Civil Appeal No. 2413/2020
Andhra Pradesh Value Added Tax Act, 2005 and the Central Sales Tax Act, 1956.
The respondent is a registered dealer on the rolls of Assistant Commissioner of Commercial Taxes, Large Tax Payer Unit at Kakinada Division under the provisions of Andhra Pradesh Value Added Tax Act, 2005 and the Central Sales Tax Act, 1956 and doing business of manufacturing and sale of Horlicks, Boost, Biscuits, Ghee, and Ayurvedic Medicines etc. The Assistant Commissioner had asked the Respondent to produce its books of Accounts for the year 2013-14 for finalization of accounts according to 1956 Act, then after final assessment respondent on order dated 21.06.2017 was asked to pay Rs.76,73, 197/- against the turnover of Rs. 3, 44, 15, 240/- on the finding that the respondent had failed to submit Form F to the tune of the turnover reported in the Central Sales Tax return. The respondent instead of filling any appeal against this assessment order within the statutory period paid the amount equivalent to 12.5% of the demand on 12.09.2017. The respondent then filed an application on 8.5.2018 under Rule 60 of the 2005 Act, highlighting the error made in raising the demand based on incorrect turnover reported by the respondent which was rejected. Aggrieved by the decision, the respondent filed an appeal before the Appellate Deputy Commissioner of Commercial Taxes,Vijayawada on 28.05.2018, which came to be rejected on 17.08.2018. Then the respondent filed an appeal before the Appellate Deputy Commissioner on 24.9.2018 which was also dismissed on 25.10.2018 on the ground of being barred by the limitation. Aggrieved by which Respondent filed a writ petition in HC solely for quashing and setting aside of assessment order dated 21.06.2017 and to direct the Assistant Commissioner to re do the assessment and reckon the correct Branch Transfer turnover and grant exemption on the basis of form “F”. HC allowed the Writ Petition and asked the respondent to pay an additional 12.5% of the disputed tax while quashing the order dated 21.06.2017 and also directed the Assistant Commissioner to reconsider the matter fresh. Feeling aggrieved the Appellants have filed the appeal in the SC stating that the respondent has failed to avail of statutory remedy of appeal within the prescribed time.
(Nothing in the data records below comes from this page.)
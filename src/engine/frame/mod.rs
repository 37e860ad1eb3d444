/// ### English
/// Shared surface ring used to hand frames from the producer thread to the display thread.
/// Per-slot state lives in atomics so either side can inspect it without a lock.
///
/// ### 中文
/// 用于把帧从生产者线程交给显示线程的共享表面环。
/// 每个槽位的状态保存在原子变量中，双方无需加锁即可读取。
mod shared_state;
mod slot;

pub use shared_state::SharedSurfaceSet;

/// ### English
/// Default ring length: one slot being written while the other is displayed.
///
/// ### 中文
/// 默认环长度：一个槽位写入的同时另一个槽位被显示。
pub const DEFAULT_SLOT_COUNT: usize = 2;

/// ### English
/// Logical channel a captured slot belongs to.
///
/// ### 中文
/// 已捕获槽位所属的逻辑通道。
#[repr(u8)]
#[derive(Clone, Copy, Debug, Default, PartialEq, Eq, Hash)]
pub enum Channel {
    /// ### English
    /// Never labelled by the producer.
    ///
    /// ### 中文
    /// 尚未被生产者标记。
    #[default]
    Unset = 0,
    /// ### English
    /// Single 2D image (displayed to the back buffer).
    ///
    /// ### 中文
    /// 单幅 2D 图像（显示到后缓冲）。
    Mono = 1,
    /// ### English
    /// Left eye of a stereo pair.
    ///
    /// ### 中文
    /// 立体对中的左眼。
    Left = 2,
    /// ### English
    /// Right eye of a stereo pair.
    ///
    /// ### 中文
    /// 立体对中的右眼。
    Right = 3,
}

impl Channel {
    #[inline]
    pub(crate) const fn from_u8(value: u8) -> Self {
        match value {
            1 => Self::Mono,
            2 => Self::Left,
            3 => Self::Right,
            _ => Self::Unset,
        }
    }
}

/// ### English
/// Producer-side surface handles for one ring slot.
///
/// Both values are opaque to the engine: `surface` is handed back to the producer device when
/// binding, and `share_handle` is what the interop layer registers on the display side.
///
/// ### 中文
/// 单个环槽位在生产者侧的表面句柄。
///
/// 两个值对引擎都是不透明的：`surface` 在绑定时交还给生产者设备，
/// `share_handle` 则由显示侧的 interop 层注册。
#[derive(Clone, Copy, Debug, PartialEq, Eq)]
pub struct SharedSurface {
    pub surface: usize,
    pub share_handle: usize,
}

/// ### English
/// Lifecycle of one enhanced-rendering session.
///
/// ### 中文
/// 单次增强渲染会话的生命周期。
#[repr(u8)]
#[derive(Clone, Copy, Debug, PartialEq, Eq)]
pub enum SessionState {
    /// ### English
    /// No resources created yet.
    ///
    /// ### 中文
    /// 尚未创建任何资源。
    Idle = 0,
    /// ### English
    /// Producer surfaces exist; the display thread is initializing.
    ///
    /// ### 中文
    /// 生产者表面已创建；显示线程正在初始化。
    Starting = 1,
    /// ### English
    /// Display thread entered its dispatch loop.
    ///
    /// ### 中文
    /// 显示线程已进入事件分发循环。
    Running = 2,
    /// ### English
    /// A fatal failure ended the session; hooks are pass-through.
    ///
    /// ### 中文
    /// 致命失败已结束会话；钩子直接透传。
    Failed = 3,
    /// ### English
    /// Torn down by the owner.
    ///
    /// ### 中文
    /// 已被持有者销毁。
    Stopped = 4,
}

impl SessionState {
    #[inline]
    pub(crate) const fn from_u8(value: u8) -> Self {
        match value {
            1 => Self::Starting,
            2 => Self::Running,
            3 => Self::Failed,
            4 => Self::Stopped,
            _ => Self::Idle,
        }
    }

    /// ### English
    /// Whether frames should still be handed off to the display thread.
    ///
    /// ### 中文
    /// 是否仍应把帧交给显示线程。
    #[inline]
    pub const fn is_live(self) -> bool {
        matches!(self, Self::Starting | Self::Running)
    }

    /// ### English
    /// Whether the session has ended (failed or stopped).
    ///
    /// ### 中文
    /// 会话是否已结束（失败或停止）。
    #[inline]
    pub const fn is_finished(self) -> bool {
        matches!(self, Self::Failed | Self::Stopped)
    }
}
//! ### English
//! Bitflags overriding boolean settings from the C ABI.
//!
//! These are passed to `stereo_bridge_create` as a `u32` bitmask and win over the settings file.
//!
//! ### 中文
//! 通过 C ABI 覆盖布尔设置项的位标志。
//!
//! 以 `u32` 位掩码传给 `stereo_bridge_create`，优先级高于设置文件。

/// ### English
/// Register the shared surfaces as textures and present with a textured quad
/// (only when multisample matching is on; otherwise presentation still blits).
///
/// ### 中文
/// 以纹理形式注册共享表面并用纹理四边形呈现
/// （仅在开启多重采样匹配时生效；否则仍使用 blit）。
pub const STEREO_BRIDGE_FLAG_USE_TEXTURE: u32 = 1 << 0;

/// ### English
/// Do not request the producer's multisample count for the display surface.
///
/// ### 中文
/// 不为显示表面请求与生产者一致的多重采样数。
pub const STEREO_BRIDGE_FLAG_NO_MATCH_MSAA: u32 = 1 << 1;

/// ### English
/// Draw the blue/red left/right channel indicator in the bottom-left corner.
///
/// ### 中文
/// 在左下角绘制蓝/红色的左右通道指示块。
pub const STEREO_BRIDGE_FLAG_STEREO_INDICATOR: u32 = 1 << 2;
Whether the High Court in exercise of its writ jurisdiction under Article 226 of the Constitution of India ought to entertain a challenge to the assessment order on the sole ground that the statutory remedy of appeal against that order stood foreclosed by the law of limitation?
Since the statutory period specified for filling the appeal had expired long back in August 2017 and the appeal came to be filed by the respondent on 24.9.2018, without substantiating the plea about inability to file appeal within the prescribed period, no indulgence could be shown to the respondent at all. Hence, the appeal was allowed and the order passed by the HC was set aside.